| What needs to be done |
The stretch wanted below opens at the line containing "pub mod bulk;" and closes at the line containing "into the totals". Please return it exactly, with no other lines.

(Data excerpts)
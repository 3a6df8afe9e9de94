use rust_decimal::Decimal;
use rust_decimal_macros::dec;
use serde::{Deserialize, Serialize};

use crate::decimal::Rate;
use crate::errors::{LedgerError, Result};
use crate::types::CarryOverPolicy;

/// ledger configuration
#[derive(Debug, Clone, PartialEq, Serialize, Deserialize)]
pub struct LedgerConfig {
    #[serde(default)]
    pub carry_over: CarryOverPolicy,
    #[serde(default)]
    pub risk: RiskThresholds,
}

/// collection-rate thresholds, in percent, below which groups are flagged
#[derive(Debug, Clone, PartialEq, Serialize, Deserialize)]
pub struct RiskThresholds {
    /// zones and villages
    pub low_group_collection_pct: Decimal,
    /// field workers
    pub low_worker_collection_pct: Decimal,
}

impl Default for RiskThresholds {
    fn default() -> Self {
        Self {
            low_group_collection_pct: dec!(50),
            low_worker_collection_pct: dec!(60),
        }
    }
}

impl RiskThresholds {
    pub fn group_threshold(&self) -> Rate {
        Rate::from_decimal(self.low_group_collection_pct / dec!(100))
    }

    pub fn worker_threshold(&self) -> Rate {
        Rate::from_decimal(self.low_worker_collection_pct / dec!(100))
    }
}

impl Default for LedgerConfig {
    fn default() -> Self {
        Self::standard()
    }
}

impl LedgerConfig {
    /// carry-over resolved from the ledger, default risk thresholds
    pub fn standard() -> Self {
        Self {
            carry_over: CarryOverPolicy::Recompute,
            risk: RiskThresholds::default(),
        }
    }

    /// carry-over read from stored remainders, as older screens did
    pub fn legacy() -> Self {
        Self {
            carry_over: CarryOverPolicy::StoredRemaining,
            risk: RiskThresholds::default(),
        }
    }

    pub fn with_carry_over(mut self, policy: CarryOverPolicy) -> Self {
        self.carry_over = policy;
        self
    }

    pub fn with_risk(mut self, risk: RiskThresholds) -> Self {
        self.risk = risk;
        self
    }

    /// parse and validate a json configuration
    pub fn from_json(raw: &str) -> Result<Self> {
        let config: LedgerConfig = serde_json::from_str(raw).map_err(|e| {
            LedgerError::InvalidConfiguration {
                message: e.to_string(),
            }
        })?;
        config.validate()?;
        Ok(config)
    }

    pub fn validate(&self) -> Result<()> {
        let in_range = |pct: Decimal| pct >= Decimal::ZERO && pct <= dec!(100);

        if !in_range(self.risk.low_group_collection_pct) {
            return Err(LedgerError::InvalidConfiguration {
                message: format!(
                    "low_group_collection_pct must be within 0..=100, got {}",
                    self.risk.low_group_collection_pct
                ),
            });
        }
        if !in_range(self.risk.low_worker_collection_pct) {
            return Err(LedgerError::InvalidConfiguration {
                message: format!(
                    "low_worker_collection_pct must be within 0..=100, got {}",
                    self.risk.low_worker_collection_pct
                ),
            });
        }
        Ok(())
    }
}

#[cfg(test)]
mod tests {
    use super::*;

    #[test]
    fn test_presets() {
        assert_eq!(LedgerConfig::standard().carry_over, CarryOverPolicy::Recompute);
        assert_eq!(LedgerConfig::legacy().carry_over, CarryOverPolicy::StoredRemaining);
        assert_eq!(LedgerConfig::default(), LedgerConfig::standard());
    }

    #[test]
    fn test_from_json_with_defaults() {
        let config = LedgerConfig::from_json(r#"{"carry_over": "stored_remaining"}"#).unwrap();
        assert_eq!(config.carry_over, CarryOverPolicy::StoredRemaining);
        assert_eq!(config.risk, RiskThresholds::default());

        let empty = LedgerConfig::from_json("{}").unwrap();
        assert_eq!(empty, LedgerConfig::standard());
    }

    #[test]
    fn test_from_json_rejects_out_of_range_threshold() {
        let raw = r#"{"risk": {"low_group_collection_pct": "150", "low_worker_collection_pct": "60"}}"#;
        let err = LedgerConfig::from_json(raw).unwrap_err();
        assert!(matches!(err, LedgerError::InvalidConfiguration { .. }));
    }

    #[test]
    fn test_from_json_rejects_unknown_policy() {
        assert!(LedgerConfig::from_json(r#"{"carry_over": "guess"}"#).is_err());
    }

    #[test]
    fn test_thresholds_as_rates() {
        let risk = RiskThresholds::default();
        assert_eq!(risk.group_threshold().as_percentage(), dec!(50));
        assert_eq!(risk.worker_threshold().as_percentage(), dec!(60));
    }
}
/// carry-over - unpaid balances roll into the following months
use collection_ledger_rs::{
    Customer, CustomerId, EventStore, LedgerEngine, Money, MonthKey, SafeTimeProvider, TimeSource,
};
use chrono::{Duration, TimeZone, Utc};

fn main() -> Result<(), Box<dyn std::error::Error>> {
    println!("=== carry-over example ===\n");

    let time = SafeTimeProvider::new(TimeSource::Test(
        Utc.with_ymd_and_hms(2025, 1, 10, 9, 0, 0).unwrap()
    ));
    let controller = time.test_control().unwrap();

    let engine = LedgerEngine::standard();
    let mut events = EventStore::new();
    let mut customer = Customer::new(CustomerId::new("CUST-002"), Money::from_major(50));

    let jan = MonthKey::parse("2025-01")?;
    let feb = jan.next().ok_or("no month after january")?;
    let mar = feb.next().ok_or("no month after february")?;

    // january: only 30 of 50 paid
    engine.apply_payment(&mut customer, jan, Money::from_major(30), &time, &mut events)?;
    println!("{}: paid 30", jan.label());

    // february: nothing paid, but the month is opened
    controller.advance(Duration::days(31));
    engine.initialize_month(&mut customer, feb, time.now().date_naive(), &mut events);
    println!("{}: opened, nothing paid", feb.label());

    // march: the whole chain of unpaid balances is owed
    for (month, snapshot) in engine.history(&customer, jan, mar) {
        println!(
            "{}: carried {}, fee {}, due {}, paid {}, remaining {} ({})",
            month.label(),
            snapshot.previous_balance,
            snapshot.monthly_fee,
            snapshot.total_due,
            snapshot.paid,
            snapshot.remaining,
            snapshot.status().label(),
        );
    }

    // settling february stops the carry into march
    controller.advance(Duration::days(30));
    engine.set_fully_paid(&mut customer, feb, true, &time, &mut events);
    let march = engine.snapshot(&customer, mar);
    println!("\nafter settling {}: {} carried into {}", feb.label(), march.previous_balance, mar.label());

    println!("\n{} events recorded", events.len());
    Ok(())
}
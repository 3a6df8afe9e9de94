//! Collection-level rollups over ledger snapshots.

pub mod bulk;
pub mod comparison;
pub mod diagnostics;
pub mod grouping;

use serde::{Deserialize, Serialize};

use crate::customer::Customer;
use crate::decimal::{Money, Rate};
use crate::ledger::{LedgerEngine, MonthSnapshot};
use crate::month::MonthKey;
use crate::types::PaymentStatus;

pub use bulk::{common_month_date, BulkOutcome};
pub use comparison::MonthComparison;
pub use diagnostics::{FlagConflict, StaleField, StaleRecord};
pub use grouping::GroupBreakdown;

/// totals for a set of customers in one month
#[derive(Debug, Clone, PartialEq, Serialize, Deserialize, Default)]
pub struct CollectionSummary {
    pub customer_count: usize,
    /// sum of total due, carried-over balances included
    pub total_due: Money,
    pub total_paid: Money,
    pub total_remaining: Money,
    /// sum of the effective monthly fee, without carry-over
    pub nominal_fees: Money,
    pub paid_count: usize,
    pub unpaid_count: usize,
    pub partial_count: usize,
    pub collection_rate: Rate,
}

impl CollectionSummary {
    /// fold one snapshot into the totals
    pub fn add(&mut self, snapshot: &MonthSnapshot) {
        self.customer_count += 1;
        self.total_due += snapshot.total_due;
        self.total_paid += snapshot.paid;
        self.total_remaining += snapshot.remaining;
        self.nominal_fees += snapshot.monthly_fee;
        match snapshot.status() {
            PaymentStatus::Paid => self.paid_count += 1,
            PaymentStatus::Partial => self.partial_count += 1,
            PaymentStatus::Unpaid => self.unpaid_count += 1,
        }
        self.collection_rate = Rate::of_money(self.total_paid, self.total_due);
    }

    /// combine two disjoint summaries
    pub fn merge(&mut self, other: &CollectionSummary) {
        self.customer_count += other.customer_count;
        self.total_due += other.total_due;
        self.total_paid += other.total_paid;
        self.total_remaining += other.total_remaining;
        self.nominal_fees += other.nominal_fees;
        self.paid_count += other.paid_count;
        self.unpaid_count += other.unpaid_count;
        self.partial_count += other.partial_count;
        self.collection_rate = Rate::of_money(self.total_paid, self.total_due);
    }

    /// share of customers that are settled
    pub fn settled_share(&self) -> Rate {
        Rate::of_counts(self.paid_count, self.customer_count)
    }
}

/// part / whole as a percentage-capable rate, zero for an empty whole
pub fn share_of_total(part: usize, whole: usize) -> Rate {
    Rate::of_counts(part, whole)
}

/// folds engine snapshots across collections of customers
#[derive(Debug, Clone, Copy)]
pub struct Aggregator<'e> {
    engine: &'e LedgerEngine,
}

impl<'e> Aggregator<'e> {
    pub fn new(engine: &'e LedgerEngine) -> Self {
        Self { engine }
    }

    pub fn engine(&self) -> &'e LedgerEngine {
        self.engine
    }

    /// summary of `customers` for `month`
    pub fn aggregate<'c, I>(&self, customers: I, month: MonthKey) -> CollectionSummary
    where
        I: IntoIterator<Item = &'c Customer>,
    {
        let mut summary = CollectionSummary::default();
        for customer in customers {
            summary.add(&self.engine.snapshot(customer, month));
        }
        summary
    }

    /// render-path variant; an unparseable key yields an empty summary
    pub fn aggregate_str<'c, I>(&self, customers: I, month: &str) -> CollectionSummary
    where
        I: IntoIterator<Item = &'c Customer>,
    {
        match MonthKey::parse(month) {
            Ok(key) => self.aggregate(customers, key),
            Err(_) => CollectionSummary::default(),
        }
    }
}
//! Binary crate for the `weather-dash` command-line tool.
//!
//! This crate focuses on:
//! - Parsing CLI arguments
//! - Interactive configuration
//! - Printing the dashboard the core view model renders

use clap::Parser;
use tracing_subscriber::EnvFilter;

mod cli;
mod render;

#[tokio::main]
async fn main() -> anyhow::Result<()> {
    tracing_subscriber::fmt()
        .with_env_filter(
            EnvFilter::try_from_default_env()
                .unwrap_or_else(|_| "dashboard_core=info,weather_dash=info".into()),
        )
        .with_writer(std::io::stderr)
        .init();

    let cmd = cli::Cli::parse();
    cmd.run().await
}
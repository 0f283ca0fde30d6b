use anyhow::Context;
use async_trait::async_trait;
use reqwest::{Client, StatusCode};
use serde::Deserialize;
use std::time::Duration;
use tracing::debug;

use crate::{
    error::{Result, WeatherError},
    model::{CitySuggestion, Coordinates, WeatherBundle},
};

use super::{MAX_SUGGESTIONS, WeatherSource};

pub const DEFAULT_BASE_URL: &str = "https://api.openweathermap.org";

#[derive(Debug, Clone)]
pub struct OpenWeatherClient {
    api_key: String,
    base_url: String,
    http: Client,
}

#[derive(Debug)]
pub struct OpenWeatherClientBuilder {
    api_key: String,
    base_url: String,
    timeout: Duration,
}

impl OpenWeatherClientBuilder {
    pub fn base_url(mut self, base_url: &str) -> Self {
        self.base_url = base_url.trim_end_matches('/').to_string();
        self
    }

    pub fn timeout(mut self, timeout: Duration) -> Self {
        self.timeout = timeout;
        self
    }

    pub fn build(self) -> anyhow::Result<OpenWeatherClient> {
        let http = Client::builder()
            .timeout(self.timeout)
            .build()
            .context("Failed to build HTTP client for OpenWeather")?;

        Ok(OpenWeatherClient {
            api_key: self.api_key,
            base_url: self.base_url,
            http,
        })
    }
}

impl OpenWeatherClient {
    pub fn builder(api_key: impl Into<String>) -> OpenWeatherClientBuilder {
        OpenWeatherClientBuilder {
            api_key: api_key.into(),
            base_url: DEFAULT_BASE_URL.to_string(),
            timeout: Duration::from_secs(10),
        }
    }

    /// GET `path` and return the body of a 2xx response. A 404 maps to
    /// `NotFound(subject)`.
    async fn get_text(&self, path: &str, query: &[(&str, &str)], subject: &str) -> Result<String> {
        let url = format!("{}{}", self.base_url, path);
        debug!(%url, ?query, "OpenWeather request");

        let res = self
            .http
            .get(&url)
            .query(query)
            .query(&[("appid", self.api_key.as_str())])
            .send()
            .await
            .map_err(|e| WeatherError::upstream(format!("request to {path} failed: {e}")))?;

        let status = res.status();
        let body = res
            .text()
            .await
            .map_err(|e| WeatherError::upstream(format!("reading {path} body failed: {e}")))?;

        if status == StatusCode::NOT_FOUND {
            return Err(WeatherError::NotFound(subject.to_string()));
        }

        if !status.is_success() {
            return Err(WeatherError::upstream(format!(
                "{path} failed with status {status}: {}",
                truncate_body(&body),
            )));
        }

        Ok(body)
    }

    async fn fetch_current(&self, city: &str) -> Result<String> {
        self.get_text("/data/2.5/weather", &[("q", city), ("units", "metric")], city)
            .await
    }

    async fn fetch_forecast(&self, city: &str) -> Result<String> {
        self.get_text("/data/2.5/forecast", &[("q", city), ("units", "metric")], city)
            .await
    }
}

#[derive(Debug, Deserialize)]
struct OwGeoPlace {
    name: String,
}

fn require_city(city: &str) -> Result<&str> {
    let city = city.trim();
    if city.is_empty() {
        Err(WeatherError::input("Please enter a city name."))
    } else {
        Ok(city)
    }
}

#[async_trait]
impl WeatherSource for OpenWeatherClient {
    async fn fetch_weather(&self, city: &str) -> Result<WeatherBundle> {
        let city = require_city(city)?;

        let (current, forecast) =
            tokio::try_join!(self.fetch_current(city), self.fetch_forecast(city))?;

        WeatherBundle::from_parts(&current, &forecast)
    }

    async fn fetch_city_from_coordinates(&self, coordinates: Coordinates) -> Result<String> {
        coordinates.validate()?;

        let subject = format!("{}, {}", coordinates.lat, coordinates.lon);
        let lat = coordinates.lat.to_string();
        let lon = coordinates.lon.to_string();

        let body = self
            .get_text(
                "/geo/1.0/reverse",
                &[("lat", lat.as_str()), ("lon", lon.as_str()), ("limit", "1")],
                &subject,
            )
            .await?;

        let places: Vec<OwGeoPlace> = serde_json::from_str(&body)?;
        places
            .into_iter()
            .next()
            .map(|p| p.name)
            .ok_or(WeatherError::NotFound(subject))
    }

    async fn search_cities(&self, query: &str) -> Result<Vec<CitySuggestion>> {
        let query = require_city(query)?;
        let limit = MAX_SUGGESTIONS.to_string();

        let body = self
            .get_text("/geo/1.0/direct", &[("q", query), ("limit", limit.as_str())], query)
            .await?;

        let mut matches: Vec<CitySuggestion> = serde_json::from_str(&body)?;
        matches.truncate(MAX_SUGGESTIONS);
        Ok(matches)
    }
}

fn truncate_body(body: &str) -> String {
    const MAX: usize = 200;
    match body.char_indices().nth(MAX) {
        Some((idx, _)) => format!("{}...", &body[..idx]),
        None => body.to_string(),
    }
}
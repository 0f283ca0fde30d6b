//! Renderable display data derived from the loaded weather and the unit.
//!
//! Everything here is recomputed from scratch on each render, so switching
//! units back and forth reproduces the same strings exactly.

use chrono::{NaiveDate, NaiveTime};
use serde::Serialize;

use crate::{
    condition::{IconName, PresentationCategory, classify, classify_icon},
    error::Result,
    grouping::{DayGroup, DayGroups},
    model::CurrentWeather,
    summary::DaySummary,
    units::{Unit, format_temperature, to_display_wind_speed},
};

#[derive(Debug, Clone, PartialEq, Serialize)]
pub struct IconView {
    pub name: IconName,
    pub url: String,
    pub alt: String,
}

impl IconView {
    pub fn for_code(icon_code: &str) -> Self {
        let name = classify_icon(icon_code);
        Self {
            name,
            url: name.url(),
            alt: name.alt_text(),
        }
    }
}

#[derive(Debug, Clone, PartialEq, Serialize)]
pub struct CurrentView {
    pub location: String,
    pub temperature: String,
    pub description: String,
    pub humidity: String,
    pub wind: String,
    pub precipitation: String,
    pub icon: IconView,
}

#[derive(Debug, Clone, PartialEq, Serialize)]
pub struct DayCard {
    pub date: String,
    pub weekday: String,
    pub temperature_range: String,
    pub icon: IconView,
    pub condition_main: String,
    pub is_daytime_icon: bool,
    pub selected: bool,
}

#[derive(Debug, Clone, PartialEq, Serialize)]
pub struct HourlyItem {
    pub time: String,
    pub temperature: String,
    pub icon: IconView,
}

#[derive(Debug, Clone, PartialEq, Serialize)]
pub struct HourlyView {
    pub date: String,
    pub title: String,
    pub items: Vec<HourlyItem>,
}

/// Where the background theme currently comes from.
#[derive(Debug, Clone, PartialEq, Eq, Serialize)]
#[serde(tag = "kind", content = "date", rename_all = "lowercase")]
pub enum ThemeSource {
    Current,
    Day(String),
}

#[derive(Debug, Clone, PartialEq, Serialize)]
pub struct Theme {
    pub category: PresentationCategory,
    pub source: ThemeSource,
    pub has_precipitation_animation: bool,
}

impl Theme {
    pub fn new(category: PresentationCategory, source: ThemeSource) -> Self {
        Self {
            category,
            source,
            has_precipitation_animation: category.has_precipitation_animation(),
        }
    }

    pub fn for_current(current: &CurrentWeather) -> Self {
        Self::new(
            classify(&current.condition_main, current.is_daytime()),
            ThemeSource::Current,
        )
    }

    pub fn for_day(summary: &DaySummary) -> Self {
        Self::new(
            classify(&summary.condition_main, summary.is_daytime_icon),
            ThemeSource::Day(summary.date.clone()),
        )
    }
}

#[derive(Debug, Clone, PartialEq, Serialize)]
pub struct DashboardView {
    pub unit: Unit,
    pub current: CurrentView,
    pub days: Vec<DayCard>,
    pub hourly: Option<HourlyView>,
    pub theme: Theme,
}

pub fn current_view(current: &CurrentWeather, unit: Unit) -> CurrentView {
    CurrentView {
        location: current.display_location(),
        temperature: format_temperature(current.temperature_c, unit),
        description: current.condition_description.clone(),
        humidity: format!("Humidity: {}%", current.humidity_pct),
        wind: format!("Wind: {}", to_display_wind_speed(current.wind_speed_ms, unit)),
        precipitation: format!("Precipitation (1h): {} mm", current.precipitation_1h_mm),
        icon: IconView::for_code(&current.icon_code),
    }
}

pub fn day_card(summary: &DaySummary, unit: Unit, selected: bool) -> DayCard {
    DayCard {
        date: summary.date.clone(),
        weekday: weekday_label(&summary.date),
        temperature_range: format!(
            "{} / {}",
            format_temperature(summary.max_temp_c, unit),
            format_temperature(summary.min_temp_c, unit)
        ),
        icon: IconView::for_code(&summary.representative.icon_code),
        condition_main: summary.condition_main.clone(),
        is_daytime_icon: summary.is_daytime_icon,
        selected,
    }
}

pub fn day_cards(days: &DayGroups, selected: Option<&str>, unit: Unit) -> Result<Vec<DayCard>> {
    days.iter()
        .map(|group| {
            let summary = DaySummary::try_from(group)?;
            let is_selected = selected == Some(group.date.as_str());
            Ok(day_card(&summary, unit, is_selected))
        })
        .collect()
}

pub fn hourly_view(group: &DayGroup, unit: Unit) -> HourlyView {
    HourlyView {
        date: group.date.clone(),
        title: format!("Hourly Forecast for {}", month_day_label(&group.date)),
        items: group
            .samples
            .iter()
            .map(|sample| HourlyItem {
                time: sample
                    .time_text()
                    .map_or_else(String::new, time_label),
                temperature: format_temperature(sample.temperature_c, unit),
                icon: IconView::for_code(&sample.icon_code),
            })
            .collect(),
    }
}

fn parse_date(date: &str) -> Option<NaiveDate> {
    NaiveDate::parse_from_str(date, "%Y-%m-%d").ok()
}

/// `"Wed"`; unparseable keys are shown as-is.
pub fn weekday_label(date: &str) -> String {
    parse_date(date).map_or_else(|| date.to_string(), |d| d.format("%a").to_string())
}

/// `"June 5"`; unparseable keys are shown as-is.
pub fn month_day_label(date: &str) -> String {
    parse_date(date).map_or_else(|| date.to_string(), |d| d.format("%B %-d").to_string())
}

/// `"03:00 PM"` from `"15:00:00"`.
pub fn time_label(time: &str) -> String {
    NaiveTime::parse_from_str(time, "%H:%M:%S")
        .map(|t| t.format("%I:%M %p").to_string())
        .unwrap_or_else(|_| time.to_string())
}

| Output of the task |
pub mod bulk;
pub mod comparison;
pub mod diagnostics;
pub mod grouping;

use serde::{Deserialize, Serialize};

use crate::customer::Customer;
use crate::decimal::{Money, Rate};
use crate::ledger::{LedgerEngine, MonthSnapshot};
use crate::month::MonthKey;
use crate::types::PaymentStatus;

pub use bulk::{common_month_date, BulkOutcome};
pub use comparison::MonthComparison;
pub use diagnostics::{FlagConflict, StaleField, StaleRecord};
pub use grouping::GroupBreakdown;

/// totals for a set of customers in one month
#[derive(Debug, Clone, PartialEq, Serialize, Deserialize, Default)]
pub struct CollectionSummary {
    pub customer_count: usize,
    /// sum of total due, carried-over balances included
    pub total_due: Money,
    pub total_paid: Money,
    pub total_remaining: Money,
    /// sum of the effective monthly fee, without carry-over
    pub nominal_fees: Money,
    pub paid_count: usize,
    pub unpaid_count: usize,
    pub partial_count: usize,
    pub collection_rate: Rate,
}

impl CollectionSummary {
    /// fold one snapshot into the totals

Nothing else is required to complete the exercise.